💾 Archived View for gemi.dev › gemini-mailing-list › 000148.gmi captured on 2023-12-28 at 15:41:57. Gemini links have been rewritten to link to archived content

View Raw

More Information

⬅️ Previous capture (2023-11-04)

🚧 View Differences

-=-=-=-=-=-=-

Gateway Interfaces for Gemini

1. Sean Conner (sean (a) conman.org)


  I just finished support for SCGI for GLV-1.12556, which makes it the
second gateway interface it supports (the other being CGI).  And I feel this
is probably the time to talk variables---what informatino can be expected
for CGI and SCGI programs when then run under Gemini.  The CGI specification
[1] calls such information "meta-variables".  The SCGI specification [2]
calls them "headers".  Most people know them as "environment variables" [3],
but whatever, it would be nice to know what a gateway interface program can
expect in the way of data from the server.

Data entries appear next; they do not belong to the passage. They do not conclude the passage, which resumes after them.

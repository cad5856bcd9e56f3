use std::sync::Arc;

use axum::extract::{Path, Query, State};
use utoipa_axum::{router::OpenApiRouter, routes};

use super::{book::book_page, load_user, HandlerResult};
use crate::{
    errors::HandlerError,
    models::{
        admin::user_matches,
        book::{Book, BookList, BookQuery, BookStatus},
        order::Order,
        paginate,
        user::{
            PublicUserResponse, PublicUserStats, Role, User, UserDashboard, UserDirectory,
            UserSearchQuery,
        },
        ApiResponse, PageQuery, DEFAULT_PAGE_SIZE,
    },
    permissions::Actor,
    state::AppState,
};

const SELLER_PAGE_SIZE: u32 = 12;

pub fn router() -> OpenApiRouter<Arc<AppState>> {
    OpenApiRouter::new()
        .routes(routes!(search_users))
        .routes(routes!(dashboard))
        .routes(routes!(get_user))
        .routes(routes!(get_user_books))
}

#[utoipa::path(
    get,
    path = "/search",
    tag = "Users",
    params(UserSearchQuery),
    responses(
        (status = OK, description = "Active users matching name or e-mail", body = UserDirectory),
        (status = BAD_REQUEST, description = "Query shorter than 2 characters", body = HandlerError),
    ),
)]
async fn search_users(
    State(state): State<Arc<AppState>>,
    Query(query): Query<UserSearchQuery>,
) -> HandlerResult<ApiResponse<UserDirectory>> {
    let needle = query.q.as_deref().map(str::trim).unwrap_or_default();
    if needle.chars().count() < 2 {
        return Err(HandlerError::bad_request(
            "Search query must be at least 2 characters long",
        ));
    }

    let mut users = state.db.list::<User>().await?;
    users.retain(|u| u.role == Role::User && u.is_active && user_matches(u, needle));
    users.sort_by(|a, b| b.created_at.cmp(&a.created_at).then_with(|| b.id.cmp(&a.id)));

    let (page, limit) = PageQuery {
        page: query.page,
        limit: query.limit,
    }
    .resolve(DEFAULT_PAGE_SIZE);
    let (users, pagination) = paginate(users, page, limit);
    Ok(ApiResponse::ok(UserDirectory {
        users: users.iter().map(User::public_profile).collect(),
        pagination,
    }))
}

#[utoipa::path(
    get,
    path = "/dashboard",
    tag = "Users",
    responses(
        (status = OK, description = "Caller's listing, purchase and sales figures", body = UserDashboard),
        (status = UNAUTHORIZED, description = "Missing or invalid token", body = HandlerError),
    ),
    security(("http-jwt" = [])),
)]
async fn dashboard(
    actor: Actor,
    State(state): State<Arc<AppState>>,
) -> HandlerResult<ApiResponse<UserDashboard>> {
    let mut books = state.db.list::<Book>().await?;
    books.retain(|b| b.seller == actor.id);
    let mut orders = state.db.list::<Order>().await?;
    orders.retain(|o| o.buyer == actor.id || o.seller == actor.id);

    Ok(ApiResponse::ok(UserDashboard::build(&actor.id, &books, orders)))
}

#[utoipa::path(
    get,
    path = "/{id}",
    tag = "Users",
    params(
        ("id" = String, Path, description = "User ID"),
    ),
    responses(
        (status = OK, description = "Public profile and listing stats", body = PublicUserResponse),
        (status = NOT_FOUND, description = "User not found", body = HandlerError),
    ),
)]
async fn get_user(
    State(state): State<Arc<AppState>>,
    Path(id): Path<String>,
) -> HandlerResult<ApiResponse<PublicUserResponse>> {
    let user = load_user(&state, &id).await?;

    let mut active_listing = 0;
    for book_id in &user.books_listed {
        if let Some(book) = state.db.get::<Book>(book_id).await? {
            if book.status == BookStatus::Approved {
                active_listing += 1;
            }
        }
    }

    Ok(ApiResponse::ok(PublicUserResponse {
        stats: PublicUserStats {
            total_books_listed: user.books_listed.len(),
            total_books_sold: user.books_sold.len(),
            active_listing,
        },
        user: user.public_profile(),
    }))
}

#[utoipa::path(
    get,
    path = "/{id}/books",
    tag = "Users",
    params(
        ("id" = String, Path, description = "User ID"),
        BookQuery,
    ),
    responses(
        (status = OK, description = "The user's approved listings", body = BookList),
    ),
)]
async fn get_user_books(
    State(state): State<Arc<AppState>>,
    Path(id): Path<String>,
    Query(query): Query<BookQuery>,
) -> HandlerResult<ApiResponse<BookList>> {
    let query = BookQuery {
        status: Some(BookStatus::Approved),
        ..query
    };
    let mut books = state.db.list::<Book>().await?;
    books.retain(|b| b.seller == id);
    Ok(ApiResponse::ok(book_page(books, &query, SELLER_PAGE_SIZE)))
}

  As I've mentioned before, for CGI, I follow the spec (with some minor
variations due to Gemini).  For SCGI, I decided to pass along the same
information but with a minor variation.  So, for BOTH, the data I pass
along:

	GEMINI_DOCUMENT_ROOT	Path to the domain's main content directory
	GEMINI_URL		The requested URL
	GEMINI_URL_PATH		The path portion of the requested URL
	PATH_INFO		optional per CGI
	PATH_TRANSLATED		optional per CGI
	QUERY_STRING		Query string portion of request, or "" [a]
	REMOTE_ADDR		Remote address [b]
	REMOTE_HOST		Remote hostname [b][c]
	SCRIPT_NAME		Name of the script [d]
	SERVER_NAME		Hostname of the request
	SERVER_PORT		Port number from the request
	SERVER_SOFTWARE		"GLV-1.12556/1"

	AUTH_TYPE		"Certificate" [e]
	REMOTE_USER		The subject CN from the client cert [e]

	TLS_CIPHER		TLS cipher used [e][f]
	TLS_CLIENT_HASH		TLS hash [e][f]
	TLS_CLIENT_ISSUER	The issuer field [e][f][g]
	TLS_CLIENT_ISSUER_*	Subfields from the isser (like C, CN, etc.) [e][f]
	TLS_CLIENT_NOT_AFTER	Expiration date [e][f]
	TLS_CLIENT_NOT_BEFORE	Valid date [e][f]
	TLS_CLIENT_REMAIN	Number of days until cert expires [e][f]
	TLS_CLIENT_SUBJECT	The subject field [e][f]
	TLS_CLIENT_SUBJECT_*	Subfields from the subject(like CN, etc.) [e][f][g]
	TLS_VERSION		TLS version being used [e][f]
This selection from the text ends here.